España aseguró este sábado que la situación en Ceuta volvió a una “razonable normalidad” luego de la salida de la mayoría de los migrantes que habían ingresado masivamente desde Marruecos, en una crisis sin precedentes que será analizada por la Unión Europea.
El ministro del Interior, Fernando Grande-Marlaska, viajó al enclave y sostuvo que, si bien “la crisis no se da por cerrada”, la situación está bajo control. Según indicó, “casi todos” los migrantes que cruzaron —hasta 60.000 personas en apenas 24 horas— ya abandonaron la ciudad, aunque reconoció que no hay cifras precisas.
Sin embargo, el presidente de Ceuta, Juan Vivas, ofreció una mirada más cauta y negó que exista una normalidad plena. “Todavía hay miles de personas que deben ser retornadas”, advirtió.
La ciudad autónoma, de unos 84.000 habitantes, vivió una de las peores crisis migratorias de su historia, con la llegada de miles de personas —en su mayoría jóvenes— que ingresaron a nado o saltando las vallas fronterizas.
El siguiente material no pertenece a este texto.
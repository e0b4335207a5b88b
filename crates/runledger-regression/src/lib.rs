// SPDX-License-Identifier: MIT OR Apache-2.0
//! runledger-regression
#![deny(unsafe_code)]
#![warn(missing_docs)]
//!
//! Compares a just-completed run's summary against a stored
//! [`BaselineSummary`], producing a report with one check per configured
//! threshold plus a diff of which cases appeared, disappeared, or
//! changed status. A check with no configured threshold is `skipped`,
//! never `pass` — skip and pass are distinct and both carry through to
//! `passed`, which only `fail` can flip.

use runledger_baseline::BaselineSummary;
use runledger_core::RegressionThresholds;
use serde::Serialize;
use std::path::Path;

/// One threshold check's outcome.
#[derive(Debug, Clone, Copy, PartialEq, Eq, Serialize)]
#[serde(rename_all = "snake_case")]
pub enum CheckStatus {
    /// The metric stayed within the configured threshold.
    Pass,
    /// The metric exceeded the configured threshold.
    Fail,
    /// No threshold was configured, or the baseline had no comparable value.
    Skipped,
}

/// A single regression check's full result.
#[derive(Debug, Clone, Serialize)]
pub struct Check {
    /// Check identifier (`min_pass_rate`, `max_avg_wall_ms_delta_pct`, `max_p95_wall_ms_delta_pct`).
    pub id: &'static str,
    /// Outcome of this check.
    pub status: CheckStatus,
    /// Configured threshold, if any.
    #[serde(skip_serializing_if = "Option::is_none")]
    pub threshold: Option<f64>,
    /// Baseline value being compared against.
    #[serde(skip_serializing_if = "Option::is_none")]
    pub baseline: Option<f64>,
    /// Current value.
    #[serde(skip_serializing_if = "Option::is_none")]
    pub current: Option<f64>,
    /// Absolute difference, for the pass-rate check.
    #[serde(skip_serializing_if = "Option::is_none")]
    pub delta: Option<f64>,
    /// Fractional difference, for the latency checks.
    #[serde(skip_serializing_if = "Option::is_none")]
    pub delta_pct: Option<f64>,
    /// Why the check was skipped, when it was.
    #[serde(skip_serializing_if = "Option::is_none")]
    pub note: Option<&'static str>,
}

/// A case whose status changed between baseline and current run.
#[derive(Debug, Clone, Serialize)]
pub struct StatusChange {
    /// Case identifier.
    pub id: String,
    /// Status recorded in the baseline.
    pub baseline: String,
    /// Status recorded in the current run.
    pub current: String,
}

/// Which cases appeared, disappeared, or changed status between runs.
#[derive(Debug, Clone, Serialize)]
pub struct CaseDiffs {
    /// Case ids present in the baseline but absent from the current run.
    pub missing_in_current: Vec<String>,
    /// Case ids present in the current run but absent from the baseline.
    pub new_in_current: Vec<String>,
    /// Case ids present in both whose status differs.
    pub status_changed: Vec<StatusChange>,
}

/// The full regression comparison result.
#[derive(Debug, Clone, Serialize)]
pub struct RegressionReport {
    /// Path the baseline was loaded from.
    pub baseline_path: String,
    /// `true` unless at least one check's status is `fail`. A report with
    /// every check `skipped` is `passed`.
    pub passed: bool,
    /// One entry per configured/skippable threshold.
    pub checks: Vec<Check>,
    /// Case-level diffs between the two runs.
    pub case_diffs: CaseDiffs,
    /// Non-fatal warnings, e.g. a `schema_version` mismatch.
    pub warnings: Vec<String>,
}

fn delta_pct(baseline: Option<f64>, current: Option<f64>) -> Option<f64> {
    let (b, c) = (baseline?, current?);
    if b == 0.0 {
        return None;
    }
    Some((c - b) / b)
}

fn metric_value(summary: &BaselineSummary, metric: &str, field: impl Fn(&runledger_baseline::MetricSummary) -> Option<f64>) -> Option<f64> {
    summary.aggregates.metrics.get(metric).and_then(field)
}

/// Compare `current` against `baseline` under `thresholds`, recording
/// `baseline_path` in the report for display purposes.
#[must_use]
pub fn compute_regression(
    baseline: &BaselineSummary,
    current: &BaselineSummary,
    thresholds: Option<&RegressionThresholds>,
    baseline_path: &Path,
) -> RegressionReport {
    let mut warnings = Vec::new();
    if baseline.schema_version != current.schema_version {
        warnings.push(
            "Baseline schema_version does not match current summary schema_version.".to_string(),
        );
    }

    let baseline_ids: std::collections::BTreeSet<&str> =
        baseline.cases.iter().map(|c| c.id.as_str()).collect();
    let current_ids: std::collections::BTreeSet<&str> =
        current.cases.iter().map(|c| c.id.as_str()).collect();

    let missing_in_current: Vec<String> = baseline_ids
        .difference(&current_ids)
        .map(|s| (*s).to_string())
        .collect();
    let new_in_current: Vec<String> = current_ids
        .difference(&baseline_ids)
        .map(|s| (*s).to_string())
        .collect();

    let mut status_changed = Vec::new();
    for id in baseline_ids.intersection(&current_ids) {
        let b = baseline.cases.iter().find(|c| c.id == *id).expect("id came from baseline.cases");
        let c = current.cases.iter().find(|c| c.id == *id).expect("id came from current.cases");
        if b.status != c.status {
            status_changed.push(StatusChange {
                id: (*id).to_string(),
                baseline: b.status.clone(),
                current: c.status.clone(),
            });
        }
    }

    let baseline_pass_rate = baseline.aggregates.pass_rate;
    let current_pass_rate = current.aggregates.pass_rate;
    let baseline_wall_mean = metric_value(baseline, "wall_ms", |m| m.mean);
    let current_wall_mean = metric_value(current, "wall_ms", |m| m.mean);
    let baseline_wall_p95 = metric_value(baseline, "wall_ms", |m| m.p95);
    let current_wall_p95 = metric_value(current, "wall_ms", |m| m.p95);

    let mut checks = Vec::new();
    let mut passed = true;
    let mut push = |check: Check| {
        if check.status == CheckStatus::Fail {
            passed = false;
        }
        checks.push(check);
    };

    match thresholds.and_then(|t| t.min_pass_rate) {
        None => push(Check {
            id: "min_pass_rate",
            status: CheckStatus::Skipped,
            threshold: None,
            baseline: Some(baseline_pass_rate),
            current: Some(current_pass_rate),
            delta: Some(current_pass_rate - baseline_pass_rate),
            delta_pct: None,
            note: Some("No min_pass_rate configured."),
        }),
        Some(min_pass_rate) => push(Check {
            id: "min_pass_rate",
            status: if current_pass_rate >= min_pass_rate {
                CheckStatus::Pass
            } else {
                CheckStatus::Fail
            },
            threshold: Some(min_pass_rate),
            baseline: Some(baseline_pass_rate),
            current: Some(current_pass_rate),
            delta: Some(current_pass_rate - baseline_pass_rate),
            delta_pct: None,
            note: None,
        }),
    }

    push(latency_check(
        "max_avg_wall_ms_delta_pct",
        thresholds.and_then(|t| t.max_avg_wall_ms_delta_pct),
        baseline_wall_mean,
        current_wall_mean,
    ));
    push(latency_check(
        "max_p95_wall_ms_delta_pct",
        thresholds.and_then(|t| t.max_p95_wall_ms_delta_pct),
        baseline_wall_p95,
        current_wall_p95,
    ));

    RegressionReport {
        baseline_path: baseline_path.display().to_string(),
        passed,
        checks,
        case_diffs: CaseDiffs {
            missing_in_current,
            new_in_current,
            status_changed,
        },
        warnings,
    }
}

fn latency_check(
    id: &'static str,
    threshold: Option<f64>,
    baseline: Option<f64>,
    current: Option<f64>,
) -> Check {
    let pct = delta_pct(baseline, current);
    match threshold {
        None => Check {
            id,
            status: CheckStatus::Skipped,
            threshold: None,
            baseline,
            current,
            delta: None,
            delta_pct: pct,
            note: Some("No threshold configured."),
        },
        Some(limit) => match pct {
            None => Check {
                id,
                status: CheckStatus::Skipped,
                threshold: Some(limit),
                baseline,
                current,
                delta: None,
                delta_pct: None,
                note: Some("Baseline metric missing or zero."),
            },
            Some(pct) => Check {
                id,
                status: if pct <= limit { CheckStatus::Pass } else { CheckStatus::Fail },
                threshold: Some(limit),
                baseline,
                current,
                delta: None,
                delta_pct: Some(pct),
                note: None,
            },
        },
    }
}

#[cfg(test)]
mod tests {
    use super::*;
    use runledger_baseline::{Aggregates, AssertionsSummary, CaseSummary, MetricSummary, RunInfo, SuiteInfo};
    use std::collections::BTreeMap;

    fn summary(pass_rate: f64, wall_mean: f64, wall_p95: f64, case_ids: &[(&str, &str)]) -> BaselineSummary {
        let mut metrics = BTreeMap::new();
        metrics.insert(
            "wall_ms".to_string(),
            MetricSummary {
                min: Some(wall_mean),
                p50: Some(wall_mean),
                p95: Some(wall_p95),
                mean: Some(wall_mean),
                max: Some(wall_p95),
            },
        );
        BaselineSummary {
            schema_version: 1,
            generated_at: "2026-01-01T00:00:00Z".to_string(),
            runledger_version: "0.1.0".to_string(),
            run: RunInfo {
                run_id: "r".to_string(),
                mode: "replay".to_string(),
                exit_status: "success".to_string(),
                git_sha: None,
                ci: None,
                extra: BTreeMap::new(),
            },
            suite: SuiteInfo {
                name: "demo".to_string(),
                suite_path: "suite.yaml".to_string(),
                agent_command: vec![],
                tool_mode: "replay".to_string(),
                suite_config_hash: None,
                cases_total: Some(case_ids.len() as u64),
                extra: BTreeMap::new(),
            },
            aggregates: Aggregates {
                cases_total: case_ids.len() as u64,
                cases_pass: case_ids.len() as u64,
                cases_fail: 0,
                cases_error: 0,
                pass_rate,
                metrics,
                extra: BTreeMap::new(),
            },
            cases: case_ids
                .iter()
                .map(|(id, status)| CaseSummary {
                    id: (*id).to_string(),
                    status: (*status).to_string(),
                    wall_ms: wall_mean as u64,
                    tool_calls: 1,
                    tool_errors: 0,
                    assertions: AssertionsSummary { total: 1, failed: 0 },
                    extra: BTreeMap::new(),
                })
                .collect(),
            extra: BTreeMap::new(),
        }
    }

    #[test]
    fn latency_regression_fails_when_delta_exceeds_threshold() {
        let baseline = summary(1.0, 100.0, 100.0, &[("t1", "pass")]);
        let current = summary(1.0, 140.0, 140.0, &[("t1", "pass")]);
        let thresholds = RegressionThresholds {
            min_pass_rate: Some(1.0),
            max_avg_wall_ms_delta_pct: Some(0.2),
            max_p95_wall_ms_delta_pct: Some(0.2),
        };
        let report = compute_regression(&baseline, &current, Some(&thresholds), Path::new("baseline.json"));
        assert!(!report.passed);
        let by_id = |id: &str| report.checks.iter().find(|c| c.id == id).unwrap();
        assert_eq!(by_id("min_pass_rate").status, CheckStatus::Pass);
        assert_eq!(by_id("max_avg_wall_ms_delta_pct").status, CheckStatus::Fail);
        assert_eq!(by_id("max_p95_wall_ms_delta_pct").status, CheckStatus::Fail);
        assert!((by_id("max_avg_wall_ms_delta_pct").delta_pct.unwrap() - 0.4).abs() < 1e-9);
    }

    #[test]
    fn unconfigured_thresholds_are_skipped_not_passed() {
        let baseline = summary(1.0, 100.0, 100.0, &[("t1", "pass")]);
        let current = summary(1.0, 100.0, 100.0, &[("t1", "pass")]);
        let report = compute_regression(&baseline, &current, None, Path::new("baseline.json"));
        assert!(report.passed);
        assert!(report.checks.iter().all(|c| c.status == CheckStatus::Skipped));
    }

    #[test]
    fn case_diffs_detect_missing_new_and_status_changed() {
        let baseline = summary(1.0, 100.0, 100.0, &[("t1", "pass"), ("t2", "pass")]);
        let current = summary(0.5, 100.0, 100.0, &[("t1", "fail"), ("t3", "pass")]);
        let report = compute_regression(&baseline, &current, None, Path::new("baseline.json"));
        assert_eq!(report.case_diffs.missing_in_current, vec!["t2".to_string()]);
        assert_eq!(report.case_diffs.new_in_current, vec!["t3".to_string()]);
        assert_eq!(report.case_diffs.status_changed.len(), 1);
        assert_eq!(report.case_diffs.status_changed[0].id, "t1");
    }

    #[test]
    fn schema_version_mismatch_warns_but_still_computes_checks() {
        let mut baseline = summary(1.0, 100.0, 100.0, &[("t1", "pass")]);
        baseline.schema_version = 0;
        let current = summary(1.0, 100.0, 100.0, &[("t1", "pass")]);
        let report = compute_regression(&baseline, &current, None, Path::new("baseline.json"));
        assert_eq!(report.warnings.len(), 1);
        assert!(!report.checks.is_empty());
    }
}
Según un balance oficial, al menos 67 personas murieron en el intento.
En las calles, la actividad comenzó a reanudarse, con cafés abiertos y circulación vehicular, aunque persistían señales de tensión, como largas filas en supermercados y faltantes de productos.
Testimonios recogidos en el lugar reflejan la complejidad del fenómeno. “Toda la gente quiere un futuro mejor, que no hay en Marruecos”, contó un migrante marroquí que logró cruzar. En contraste, otros denunciaron malas condiciones y situaciones de hostilidad durante su permanencia en Ceuta.
La crisis también desató un fuerte impacto diplomático en Europa. El presidente del Gobierno español, Pedro Sánchez, calificó la situación como un “ataque a la integridad territorial” y pidió una respuesta coordinada del bloque.
En ese marco, 22 líderes europeos solicitaron una reunión urgente, que se realizará este martes por videoconferencia con los ministros del Interior de la UE. La presidenta de la Comisión Europea, Ursula von der Leyen, respaldó el encuentro y pidió un análisis conjunto.
Al mismo tiempo, países como Italia cuestionaron la gestión española y anunciaron medidas como controles reforzados en el marco del espacio Schengen, mientras que Francia descartó una salida de España de ese acuerdo.
En paralelo, las autoridades comenzaron a instalar una barrera flotante en el mar para reforzar el control fronterizo en Ceuta, una de las dos únicas fronteras terrestres entre África y la Unión Europea.
La evolución de la situación y las decisiones que adopte el bloque europeo en los próximos días serán claves para determinar cómo se gestionará esta crisis migratoria de gran escala.